Review Summary: Monk and Coltrane present a lush, simple sound on this very well done live release.
Anyone who has ever listened to live Jazz will recognize right away that the music is prone to a large quantity of improvisation. The reason being for that is most logically that Jazz musicians are truly one of a kind. Their ability to work with dissonance on their instrument, control dynamics, and change the overall feel of a piece with just a few notes. However Thelonious Monk is especially unique in that he doesn’t need to wander off into fifteen minute jams constantly to get his point across to the audience in a live setting. Along with the company of legendary saxophonist John Coltrane, Live At Carnegie Hall provides a great look into what can be considered the prime of Thelonious Monk’s career.
As I said, the truly unique aspect of this show is that Monk is able to express an array of different emotions, and sonic textures without falling into the trap of having an unnecessarily prolonged jam on each and every song. While I enjoy these extended improvisations when there is a rhyme and reason to them, I feel that some artists lose the actual point of what they are trying to express (in a live setting) when they extend jams well too much and too often. Thankfully, Monk and Coltrane avoid this trap and are still able to make the music on this disc creative and tasteful.
The show promptly kicks off with a number simply entitled “Monk’s Mood”. The song starts out simply enough, with Monk playing some assorted melodies on his piano. The song builds until a beautifully relaxed sax solo from Coltrane enters. Midway through the solo, drummer Shadow Wilson adds his own laid back textures to the song with continues and ends with more melodic lines from Coltrane and Monk. This song, while being a bit slower in tempo than the rest of the CD, is a great representation of the style of jazz exhibited on this album. You won’t hear any extremely dissonant or chaotic solos from Monk and Coltrane, but at the same time the music cannot exactly be considered traditional in a jazz sense either. The music is simply a mix of Monk and Coltrane blending together their own unique styles and creating a wonderful atmosphere without going over the edge.

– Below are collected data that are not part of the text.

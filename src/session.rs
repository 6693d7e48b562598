//! Session Store
//!
//! Holds the single bearer token. Passed explicitly to whoever needs it
//! so tests can swap in an in-memory store.

/// get / set / clear over one opaque token
pub trait SessionStore {
    fn get(&self) -> Option<String>;
    fn set(&self, token: &str);
    fn clear(&self);

    fn is_signed_in(&self) -> bool {
        self.get().is_some()
    }
}

/// Token persisted in the browser's localStorage
#[derive(Debug, Clone)]
pub struct LocalSession {
    key: String,
}

impl LocalSession {
    pub fn new(key: impl Into<String>) -> Self {
        Self { key: key.into() }
    }

    fn storage() -> Option<web_sys::Storage> {
        web_sys::window()?.local_storage().ok().flatten()
    }
}

impl SessionStore for LocalSession {
    fn get(&self) -> Option<String> {
        Self::storage()?
            .get_item(&self.key)
            .ok()
            .flatten()
            .filter(|token| !token.is_empty())
    }

    fn set(&self, token: &str) {
        let Some(storage) = Self::storage() else {
            log::warn!("localStorage unavailable, session not persisted");
            return;
        };
        if let Err(e) = storage.set_item(&self.key, token) {
            log::warn!("failed to persist session: {:?}", e);
        }
    }

    fn clear(&self) {
        if let Some(storage) = Self::storage() {
            if let Err(e) = storage.remove_item(&self.key) {
                log::warn!("failed to clear session: {:?}", e);
            }
        }
    }
}

#[cfg(test)]
pub use memory::MemorySession;
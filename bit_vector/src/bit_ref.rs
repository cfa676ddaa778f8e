use crate::BitVector;
use crate::error::Result;
use crate::unit::StorageUnit;

/// Assignable handle to a single bit of a [`BitVector`], created by
/// [`BitVector::bit_mut`].
///
/// The handle mutably borrows its vector, so it cannot outlive it or be held
/// alongside another handle.
///
/// ```
/// use bit_vector::BitVector;
///
/// let mut bits = BitVector::new(8);
/// let mut first = bits.bit_mut(0);
/// first.set(true).unwrap();
/// assert_eq!(first.get(), Ok(true));
/// assert_eq!(bits.dump(), "80");
/// ```
pub struct BitRef<'a, U: StorageUnit = u8> {
    vector: &'a mut BitVector<U>,
    index: usize,
}

impl<'a, U: StorageUnit> BitRef<'a, U> {
    pub(crate) fn new(vector: &'a mut BitVector<U>, index: usize) -> Self {
        Self { vector, index }
    }

    #[inline]
    pub fn index(&self) -> usize {
        self.index
    }

    pub fn get(&self) -> Result<bool> {
        self.vector.get(self.index)
    }

    /// Writes `value` to the referenced bit.
    ///
    /// # Errors
    ///
    /// [`BitVectorError::IndexOutOfRange`](crate::BitVectorError::IndexOutOfRange)
    /// if the index is not below the vector's length.
    pub fn set(&mut self, value: bool) -> Result<()> {
        self.vector.set_bit_value(self.index, value)
    }
}

#[cfg(test)]
mod tests {
    use crate::{BitVector, BitVectorError};

    #[test]
    fn writes_go_to_the_owner() -> Result<(), BitVectorError> {
        let mut bits = BitVector::new(16);
        bits.bit_mut(15).set(true)?;
        bits.bit_mut(8).set(true)?;
        assert_eq!(bits.dump(), "00 81");
        bits.bit_mut(15).set(false)?;
        assert_eq!(bits.dump(), "00 80");
        Ok(())
    }

    #[test]
    fn out_of_range_handle_rejects_writes() {
        let mut bits = BitVector::new(4);
        let mut handle = bits.bit_mut(4);
        assert_eq!(handle.index(), 4);
        assert_eq!(
            handle.set(true),
            Err(BitVectorError::IndexOutOfRange { index: 4, len: 4 })
        );
        assert!(handle.get().is_err());
        assert_eq!(bits.dump(), "00");
    }
}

Tracks such as “Evidence” show just how well Monk and Coltrane can work together with a faster tempo, added now with Ahmed Abdul-Malik’s masterful double bass playing. The highlight being Monk’s outro piano solo and melodies. “Crepuscule With Nellie” is more akin to the opener in its laid back atmosphere, opening piano, and smooth sax lines from Coltrane. Not a highlight of the album but certainly a nice transition into the next song. “Nutty” gets straight down to business, with Monk playing a few notes and then the rest of the band entering. Shadow Wilson’s drumming is surprisingly aggressive for Jazz playing, but then abruptly shifts back to quiet groove. Wilson shows consistently on this song his ability to switch between both styles of drumming at a moment’s notice. The main melody played simultaneously by Monk and Coltrane is one of the most recognizable on the album, and shows how well these two could work together given the opportunity.

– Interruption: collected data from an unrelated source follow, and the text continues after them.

#[cfg(feature = "std")]
use thiserror::Error;

/// Errors reported by [`BitVector`](crate::BitVector) operations.
///
/// All of these are caller-input problems; none of them leave the receiver
/// partially modified.
#[cfg_attr(feature = "std", derive(Error))]
#[derive(Debug, Clone, PartialEq, Eq)]
pub enum BitVectorError {
    #[cfg_attr(feature = "std", error("bit index {index} is out of range for length {len}"))]
    IndexOutOfRange { index: usize, len: usize },

    #[cfg_attr(
        feature = "std",
        error("length mismatch: left operand has {left} bits, right operand has {right}")
    )]
    LengthMismatch { left: usize, right: usize },

    #[cfg_attr(
        feature = "std",
        error("operand of length {len} has no storage units allocated")
    )]
    UninitializedOperand { len: usize },

    #[cfg_attr(
        feature = "std",
        error("unit count mismatch: expected {expected} storage units, found {found}")
    )]
    UnitCountMismatch { expected: usize, found: usize },
}

#[cfg(not(feature = "std"))]
impl core::fmt::Display for BitVectorError {
    fn fmt(&self, f: &mut core::fmt::Formatter<'_>) -> core::fmt::Result {
        match self {
            BitVectorError::IndexOutOfRange { index, len } => {
                write!(f, "bit index {} is out of range for length {}", index, len)
            }
            BitVectorError::LengthMismatch { left, right } => write!(
                f,
                "length mismatch: left operand has {} bits, right operand has {}",
                left, right
            ),
            BitVectorError::UninitializedOperand { len } => {
                write!(f, "operand of length {} has no storage units allocated", len)
            }
            BitVectorError::UnitCountMismatch { expected, found } => write!(
                f,
                "unit count mismatch: expected {} storage units, found {}",
                expected, found
            ),
        }
    }
}

pub type Result<T> = core::result::Result<T, BitVectorError>;
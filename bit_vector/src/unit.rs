//! Storage units and the bit-layout arithmetic shared by every operation.
//!
//! Bit 0 of a vector is the most significant bit of unit 0. Bits run MSB-first
//! within a unit and continue contiguously into the next one:
//!
//! ```text
//!   unit      0          1          2
//!        +--------+ +--------+ +--------+
//!        |        | |        | |        |
//!        +--------+ +--------+ +--------+
//!   bit   0......7   8.....15   16..19 (20-bit vector, 4 spare bits)
//! ```

use bytemuck::Pod;
use core::fmt;
use core::hash::Hash;
use core::ops::{BitAnd, BitAndAssign, BitOr, BitOrAssign, BitXor, BitXorAssign, Not, Shl, Shr};

/// An unsigned integer usable as the packed element of a
/// [`BitVector`](crate::BitVector).
pub trait StorageUnit:
    Pod
    + Eq
    + Ord
    + Hash
    + fmt::Debug
    + BitAnd<Output = Self>
    + BitOr<Output = Self>
    + BitXor<Output = Self>
    + Not<Output = Self>
    + Shl<u32, Output = Self>
    + Shr<u32, Output = Self>
    + BitAndAssign
    + BitOrAssign
    + BitXorAssign
{
    /// Bits per unit.
    const BITS: usize;
    /// Bytes per unit.
    const BYTES: usize;
    const ZERO: Self;
    const ONE: Self;
    const MAX: Self;

    fn wrapping_add(self, rhs: Self) -> Self;
    fn wrapping_sub(self, rhs: Self) -> Self;
    fn count_ones(self) -> u32;

    /// Byte `i` of the big-endian encoding, `i < Self::BYTES`.
    fn be_byte(self, i: usize) -> u8;
}

macro_rules! impl_storage_unit {
    ($($t:ty),+ $(,)?) => {
        $(
            impl StorageUnit for $t {
                const BITS: usize = <$t>::BITS as usize;
                const BYTES: usize = core::mem::size_of::<$t>();
                const ZERO: Self = 0;
                const ONE: Self = 1;
                const MAX: Self = <$t>::MAX;

                #[inline]
                fn wrapping_add(self, rhs: Self) -> Self {
                    <$t>::wrapping_add(self, rhs)
                }

                #[inline]
                fn wrapping_sub(self, rhs: Self) -> Self {
                    <$t>::wrapping_sub(self, rhs)
                }

                #[inline]
                fn count_ones(self) -> u32 {
                    <$t>::count_ones(self)
                }

                #[inline]
                fn be_byte(self, i: usize) -> u8 {
                    (self >> ((Self::BYTES - 1 - i) * 8) as u32) as u8
                }
            }
        )+
    };
}

impl_storage_unit!(u8, u16, u32, u64);

/// Number of units needed to hold `len` bits.
#[inline]
pub fn units_for<U: StorageUnit>(len: usize) -> usize {
    len.div_ceil(U::BITS)
}

/// Index of the unit holding `bit`.
#[inline]
pub fn unit_index<U: StorageUnit>(bit: usize) -> usize {
    bit / U::BITS
}

/// Single-bit mask selecting `bit` within its unit.
#[inline]
pub fn bit_mask<U: StorageUnit>(bit: usize) -> U {
    U::ONE << (U::BITS - 1 - bit % U::BITS) as u32
}

/// Number of logical bits held by the final unit of a `len`-bit vector.
#[inline]
pub fn used_bits_in_last<U: StorageUnit>(len: usize) -> usize {
    match len % U::BITS {
        0 => U::BITS,
        rem => rem,
    }
}

/// Mask of the logical (non-spare) bits of the final unit.
#[inline]
pub fn tail_mask<U: StorageUnit>(len: usize) -> U {
    let used = used_bits_in_last::<U>(len);
    if used == U::BITS {
        U::MAX
    } else {
        U::MAX << (U::BITS - used) as u32
    }
}

/// The least significant logical bit of the final unit, i.e. the value of "1"
/// when the vector is read as an integer.
#[inline]
pub fn lsb_of_last<U: StorageUnit>(len: usize) -> U {
    U::ONE << (U::BITS - used_bits_in_last::<U>(len)) as u32
}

The dissonant side of the band is showcased on tracks like “Epistrophy”. Coltrane exhibits a bit of a faster tempo on his lines, while Monk hammers out disjunct piano chords, and Abdul-Malik creates several intricate basslines throughout the song. Truly a highlight of the disc in that it is so unique in the type of setting the band has been creating at this point. And just to reinforce the point I made earlier, we have now been through five songs on the album, and only one has gone over the length of five minutes. That, my friends is what makes Monk and Coltrane two of the best in their respective fields, that they are able to present different moods and atmospheres with a condensed amount of time.
With that said, the length increases with the next two tracks “Bye-Ya”, and “Sweet and Lovely”. “Bye-Ya” features a nice mix of everything we’ve heard on the disc thus far, featuring top notch solos from Monk and Coltrane, as well as letting Abdul-Malik, and Shadow Wilson expand their playing a bit as well. The band is really locked in the groove on this number (as they have been all night). “Sweet and Lovely” is the longest track on the disc, clocking in at just under ten minutes. Perhaps the best showcase of Monk’s piano playing, as the arpeggios roll off his fingers, and the chords are played with such force and confidence. The song shifts over to a jumpy tempo in the later part of the song, refreshing the theme making this song the possible highlight of the album. Lastly, the album closes off with “Blue Monk” which is just the perfect closer to the album. A sweet melody, make this a “feel good” song, and was sure to send the already massively impressed audience home happy.
There is no question that this one of the most accessible Jazz live albums I have ever heard. The short song lengths make this to be beginner friendly to those looking to delve into Jazz music. Not only that, but you get two of the most respected Jazz musicians of all time just getting together and playing beautiful melodies, held down by an extremely qualified rhythm section. While this album isn’t a classic, and won’t present anything new, it without a doubt should be heard by any fan of Jazz to see what Thelonious Monk and John Coltrane were capable of creating in a live setting.